▶ _EXERCISE_: Locate, in the data below, the line that contains "context unavailable, answering" and the line that contains "use crate::memory::MemoryGraph;"; reproduce exactly those two lines and every line between them, nothing more.
=-=-=
//! Graph context retrieval for one query.

use std::collections::HashSet;
use std::time::{Duration, Instant};

use async_trait::async_trait;

use biograph_core::{ContextPolicy, GraphContext, Query, Settings};

use crate::client::GraphError;

/// What the pipeline needs from a graph store.
#[async_trait]
pub trait GraphHandle: Send + Sync {
    /// Trivial round-trip proving the store is reachable.
    async fn ping(&self) -> Result<(), GraphError>;

    /// Facts relevant to `term`, best first, at most `limit`.
    async fn retrieve_facts(&self, term: &str, limit: usize) -> Result<Vec<String>, GraphError>;

    /// Release the connection. Calling it twice is harmless.
    async fn close(&self);
}

/// Fetches a bounded, ordered set of facts for a query and applies the
/// configured failure policy.
#[derive(Debug, Clone)]
pub struct ContextProvider {
    policy: ContextPolicy,
    limit: usize,
    timeout: Duration,
}

impl ContextProvider {
    pub fn new(policy: ContextPolicy, limit: usize, timeout: Duration) -> Self {
        Self {
            policy,
            limit: limit.max(1),
            timeout,
        }
    }

    pub fn from_settings(settings: &Settings) -> Self {
        Self::new(
            settings.context_policy,
            settings.context_limit,
            settings.graph_timeout,
        )
    }

    pub fn policy(&self) -> ContextPolicy {
        self.policy
    }

    /// Retrieve context for `query`.
    ///
    /// Under [`ContextPolicy::Degrade`] a failed or timed-out retrieval yields
    /// [`GraphContext::degraded`]; under [`ContextPolicy::Fatal`] the error is
    /// returned. Facts keep retrieval order; repeats are dropped.
    pub async fn fetch_context(
        &self,
        query: &Query,
        graph: &dyn GraphHandle,
    ) -> Result<GraphContext, GraphError> {
        let start = Instant::now();
        let retrieval = graph.retrieve_facts(query.as_str(), self.limit);
        let result = match tokio::time::timeout(self.timeout, retrieval).await {
            Ok(result) => result,
            Err(_) => Err(GraphError::Timeout {
                operation: "context retrieval",
                after: self.timeout,
            }),
        };

        match result {
            Ok(facts) => {
                let facts = dedupe(facts, self.limit);
                tracing::debug!(
                    facts = facts.len(),
                    elapsed_ms = start.elapsed().as_millis() as u64,
                    "Graph context retrieved"
                );
                Ok(GraphContext::new(facts))
            }
            Err(e) => match self.policy {
                ContextPolicy::Degrade => {
                    tracing::warn!(error = %e, "Graph context unavailable, answering without it");
                    Ok(GraphContext::degraded())
                }
                ContextPolicy::Fatal => {
                    tracing::error!(error = %e, "Graph context unavailable");
                    Err(e)
                }
            },
        }
    }
}

fn dedupe(facts: Vec<String>, limit: usize) -> Vec<String> {
    let mut seen = HashSet::new();
    facts
        .into_iter()
        .filter(|fact| !fact.trim().is_empty())
        .filter(|fact| seen.insert(fact.clone()))
        .take(limit)
        .collect()
}

#[cfg(test)]
mod tests {
    use super::*;
    use crate::memory::MemoryGraph;

    fn provider(policy: ContextPolicy) -> ContextProvider {
        ContextProvider::new(policy, 10, Duration::from_millis(100))
    }

    fn q(text: &str) -> Query {
        Query::new(text).unwrap()
    }

    #[tokio::test]
    async fn test_facts_keep_retrieval_order() {
        let graph = MemoryGraph::new([
            "RORA -[ASSOCIATED_WITH]-> asthma",
            "IL33 -[ASSOCIATED_WITH]-> asthma",
            "BRCA1 -[ASSOCIATED_WITH]-> breast cancer",
        ]);
        let ctx = provider(ContextPolicy::Degrade)
            .fetch_context(&q("Which genes affect asthma?"), &graph)
            .await
            .unwrap();
        assert_eq!(
            ctx.facts(),
            &[
                "RORA -[ASSOCIATED_WITH]-> asthma".to_string(),
                "IL33 -[ASSOCIATED_WITH]-> asthma".to_string(),
            ]
        );
        assert!(!ctx.is_degraded());
    }

    #[tokio::test]
    async fn test_duplicates_dropped_and_limit_applied() {
        let graph = MemoryGraph::new(["a -[R]-> asthma", "a -[R]-> asthma", "b -[R]-> asthma"]);
        let ctx = ContextProvider::new(ContextPolicy::Degrade, 1, Duration::from_secs(1))
            .fetch_context(&q("asthma"), &graph)
            .await
            .unwrap();
        assert_eq!(ctx.facts(), &["a -[R]-> asthma".to_string()]);

        let ctx = provider(ContextPolicy::Degrade)
            .fetch_context(&q("asthma"), &graph)
            .await
            .unwrap();
        assert_eq!(ctx.len(), 2);
    }

    #[test]
    fn test_dedupe_skips_blank_facts() {
        let facts = vec!["x".to_string(), "  ".to_string(), "x".to_string(), "y".to_string()];
        assert_eq!(dedupe(facts, 10), vec!["x".to_string(), "y".to_string()]);
    }

    #[tokio::test]
    async fn test_degrade_policy_returns_empty_context() {
        let graph = MemoryGraph::new(["a -[R]-> b"]).failing("connection reset");
        let ctx = provider(ContextPolicy::Degrade)
            .fetch_context(&q("a"), &graph)
            .await
            .unwrap();
        assert!(ctx.is_empty());
        assert!(ctx.is_degraded());
    }

    #[tokio::test]
    async fn test_fatal_policy_propagates() {
        let graph = MemoryGraph::new(["a -[R]-> b"]).failing("connection reset");
        let err = provider(ContextPolicy::Fatal)
            .fetch_context(&q("a"), &graph)
            .await
            .unwrap_err();
        assert!(matches!(err, GraphError::Connection(_)));
    }

    #[tokio::test]
    async fn test_hanging_store_times_out() {
        let graph = MemoryGraph::new(["a -[R]-> b"]).hanging();

        let err = provider(ContextPolicy::Fatal)
            .fetch_context(&q("a"), &graph)
            .await
            .unwrap_err();
        assert!(matches!(err, GraphError::Timeout { .. }));

        let ctx = provider(ContextPolicy::Degrade)
            .fetch_context(&q("a"), &graph)
            .await
            .unwrap();
        assert!(ctx.is_degraded());
    }
}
=-=-=
▶ _COMPLETED TASK_:
                    tracing::warn!(error = %e, "Graph context unavailable, answering without it");
                    Ok(GraphContext::degraded())
                }
                ContextPolicy::Fatal => {
                    tracing::error!(error = %e, "Graph context unavailable");
                    Err(e)
                }
            },
        }
    }
}

fn dedupe(facts: Vec<String>, limit: usize) -> Vec<String> {
    let mut seen = HashSet::new();
    facts
        .into_iter()
        .filter(|fact| !fact.trim().is_empty())
        .filter(|fact| seen.insert(fact.clone()))
        .take(limit)
        .collect()
}

#[cfg(test)]
mod tests {
    use super::*;
    use crate::memory::MemoryGraph;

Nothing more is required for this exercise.